### Task to carry out
Reproduce precisely the lines between the start of the data below and the line with "use crate::config::EngineConfig;", both included.

### Dataset extract

——

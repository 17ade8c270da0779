//! # Recommendations
//!
//! An ordered list of independent rules. Each rule reads the same results
//! and answers and contributes zero or more sentences; no rule sees another
//! rule's output. The concatenated list is truncated to the configured cap.

use spacereg_core::{LegislationStatus, LicensingStatus};

use crate::answers::AssessmentAnswers;
use crate::assessment::JurisdictionResult;
use crate::config::EngineConfig;

/// Inputs every recommendation rule reads.
#[derive(Debug, Clone, Copy)]
pub struct RecommendationContext<'a> {
    /// Per-jurisdiction results, in selection order.
    pub results: &'a [JurisdictionResult],
    /// The answers the results were computed from.
    pub answers: &'a AssessmentAnswers,
    /// Constellation size from which constellation advice is given.
    pub constellation_threshold: u32,
}

/// A named recommendation rule.
#[derive(Debug, Clone, Copy)]
pub struct RecommendationRule {
    /// Stable rule name, logged when the rule fires.
    pub name: &'static str,
    /// Sentences the rule contributes; empty when it does not fire.
    pub apply: fn(&RecommendationContext<'_>) -> Vec<String>,
}

/// The rules in output order.
pub static RECOMMENDATION_RULES: &[RecommendationRule] = &[
    RecommendationRule {
        name: "most_favorable",
        apply: most_favorable,
    },
    RecommendationRule {
        name: "fastest_timeline",
        apply: fastest_timeline,
    },
    RecommendationRule {
        name: "mandatory_insurance",
        apply: mandatory_insurance,
    },
    RecommendationRule {
        name: "eu_space_act_transition",
        apply: eu_space_act_transition,
    },
    RecommendationRule {
        name: "new_application",
        apply: new_application,
    },
    RecommendationRule {
        name: "constellation",
        apply: constellation,
    },
    RecommendationRule {
        name: "no_comprehensive_law",
        apply: no_comprehensive_law,
    },
];

/// Recommendations for `results`, at most `config.recommendation_cap`.
pub fn generate_recommendations(
    results: &[JurisdictionResult],
    answers: &AssessmentAnswers,
    config: &EngineConfig,
) -> Vec<String> {
    if results.is_empty() {
        return Vec::new();
    }
    let ctx = RecommendationContext {
        results,
        answers,
        constellation_threshold: config.constellation_threshold,
    };
    RECOMMENDATION_RULES
        .iter()
        .flat_map(|rule| {
            let sentences = (rule.apply)(&ctx);
            if !sentences.is_empty() {
                tracing::debug!(rule = rule.name, count = sentences.len(), "recommendation rule fired");
            }
            sentences
        })
        .take(config.recommendation_cap)
        .collect()
}

fn applicable<'a>(ctx: &RecommendationContext<'a>) -> impl Iterator<Item = &'a JurisdictionResult> {
    ctx.results.iter().filter(|r| r.is_applicable)
}

// ---------------------------------------------------------------------------
// Rules
// ---------------------------------------------------------------------------

fn most_favorable(ctx: &RecommendationContext<'_>) -> Vec<String> {
    // First in selection order wins a tie.
    let best = applicable(ctx).fold(None::<&JurisdictionResult>, |best, r| match best {
        Some(b) if b.favorability_score >= r.favorability_score => Some(b),
        _ => Some(r),
    });
    best.map(|r| {
        format!(
            "{} offers the most favourable regulatory environment for your profile (score {}/100).",
            r.name, r.favorability_score
        )
    })
    .into_iter()
    .collect()
}

fn fastest_timeline(ctx: &RecommendationContext<'_>) -> Vec<String> {
    let fastest = applicable(ctx)
        .filter_map(|r| r.processing_weeks.map(|w| (r, w.average())))
        .fold(None::<(&JurisdictionResult, f64)>, |best, (r, avg)| match best {
            Some((_, b)) if b <= avg => best,
            _ => Some((r, avg)),
        });
    fastest
        .map(|(r, _)| {
            format!(
                "{} has the fastest licensing process (estimated {}).",
                r.name, r.estimated_timeline
            )
        })
        .into_iter()
        .collect()
}

fn mandatory_insurance(ctx: &RecommendationContext<'_>) -> Vec<String> {
    let names: Vec<&str> = ctx
        .results
        .iter()
        .filter(|r| r.insurance.mandatory)
        .map(|r| r.name.as_str())
        .collect();
    if names.is_empty() {
        return Vec::new();
    }
    vec![format!(
        "Third-party liability insurance is mandatory in {}; request quotes early in the licensing process.",
        names.join(", ")
    )]
}

fn eu_space_act_transition(_: &RecommendationContext<'_>) -> Vec<String> {
    vec![
        "Prepare for the EU Space Act: harmonised authorisation, safety and cybersecurity rules will apply after the transition period."
            .to_string(),
    ]
}

fn new_application(ctx: &RecommendationContext<'_>) -> Vec<String> {
    if ctx.answers.licensing_status != Some(LicensingStatus::NewApplication) {
        return Vec::new();
    }
    vec![
        "Request a pre-application meeting with the licensing authority; early engagement shortens the review."
            .to_string(),
    ]
}

fn constellation(ctx: &RecommendationContext<'_>) -> Vec<String> {
    match ctx.answers.constellation_size {
        Some(size) if size >= ctx.constellation_threshold => vec![format!(
            "With {size} spacecraft, start ITU frequency coordination early and plan constellation-level collision avoidance and disposal."
        )],
        _ => Vec::new(),
    }
}

fn no_comprehensive_law(ctx: &RecommendationContext<'_>) -> Vec<String> {
    ctx.results
        .iter()
        .filter(|r| r.legislation.status == LegislationStatus::None)
        .map(|r| {
            format!(
                "{} has no comprehensive space law; expect EU Space Act authorisation to become the licensing route there.",
                r.name
            )
        })
        .collect()
}

#[cfg(test)]
mod tests {
    use super::*;
    use crate::assessment::assess_jurisdictions;
    use spacereg_pack::ReferenceData;

    fn config() -> EngineConfig {
        EngineConfig {
            reference_year: Some(2026),
            ..EngineConfig::default()
        }
    }

    fn results(answers: &AssessmentAnswers) -> Vec<JurisdictionResult> {
        let data = ReferenceData::builtin().unwrap();
        assess_jurisdictions(&data, answers, &config()).jurisdictions
    }

    fn answers(codes: &[&str]) -> AssessmentAnswers {
        AssessmentAnswers {
            selected_jurisdictions: codes.iter().map(|c| c.to_string()).collect(),
            ..AssessmentAnswers::default()
        }
    }

    fn ctx<'a>(results: &'a [JurisdictionResult], answers: &'a AssessmentAnswers) -> RecommendationContext<'a> {
        RecommendationContext {
            results,
            answers,
            constellation_threshold: 10,
        }
    }

    #[test]
    fn no_results_no_recommendations() {
        assert!(generate_recommendations(&[], &AssessmentAnswers::default(), &config()).is_empty());
    }

    #[test]
    fn most_favorable_picks_top_applicable() {
        let a = answers(&["GB", "FR"]);
        let r = results(&a);
        let out = most_favorable(&ctx(&r, &a));
        assert_eq!(out.len(), 1);
        assert!(out[0].starts_with("France"));
    }

    #[test]
    fn fastest_timeline_ignores_missing_timelines() {
        let a = answers(&["DE", "GB", "NL"]);
        let r = results(&a);
        let out = fastest_timeline(&ctx(&r, &a));
        assert_eq!(out.len(), 1);
        assert!(out[0].starts_with("Netherlands"));
        assert!(out[0].contains("8-16 weeks"));
    }

    #[test]
    fn insurance_lists_mandatory_jurisdictions_only() {
        let a = answers(&["FR", "DE"]);
        let r = results(&a);
        let out = mandatory_insurance(&ctx(&r, &a));
        assert_eq!(out.len(), 1);
        assert!(out[0].contains("France"));
        assert!(!out[0].contains("Germany"));
    }

    #[test]
    fn triggered_rules() {
        let mut a = answers(&["FR"]);
        let r = results(&a);
        assert!(new_application(&ctx(&r, &a)).is_empty());
        assert!(constellation(&ctx(&r, &a)).is_empty());

        a.licensing_status = Some(LicensingStatus::NewApplication);
        a.constellation_size = Some(10);
        assert_eq!(new_application(&ctx(&r, &a)).len(), 1);
        assert!(constellation(&ctx(&r, &a))[0].starts_with("With 10 spacecraft"));

        a.constellation_size = Some(9);
        assert!(constellation(&ctx(&r, &a)).is_empty());
    }

    #[test]
    fn no_law_advisory_names_the_jurisdiction() {
        let a = answers(&["FR", "DE"]);
        let r = results(&a);
        let out = no_comprehensive_law(&ctx(&r, &a));
        assert_eq!(out.len(), 1);
        assert!(out[0].starts_with("Germany"));
    }

    #[test]
    fn output_is_capped() {
        let mut a = answers(&["FR", "DE", "GB"]);
        a.licensing_status = Some(LicensingStatus::NewApplication);
        a.constellation_size = Some(100);
        let r = results(&a);
        for cap in 0..8 {
            let cfg = EngineConfig {
                recommendation_cap: cap,
                ..config()
            };
            assert!(generate_recommendations(&r, &a, &cfg).len() <= cap);
        }
        let full = generate_recommendations(&r, &a, &config());
        assert_eq!(full.len(), 6);
    }
}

——

### Exercise answer
repository 17ade8c270da0779
//! # Recommendations
//!
//! An ordered list of independent rules. Each rule reads the same results
//! and answers and contributes zero or more sentences; no rule sees another
//! rule's output. The concatenated list is truncated to the configured cap.

use spacereg_core::{LegislationStatus, LicensingStatus};

use crate::answers::AssessmentAnswers;
use crate::assessment::JurisdictionResult;
use crate::config::EngineConfig;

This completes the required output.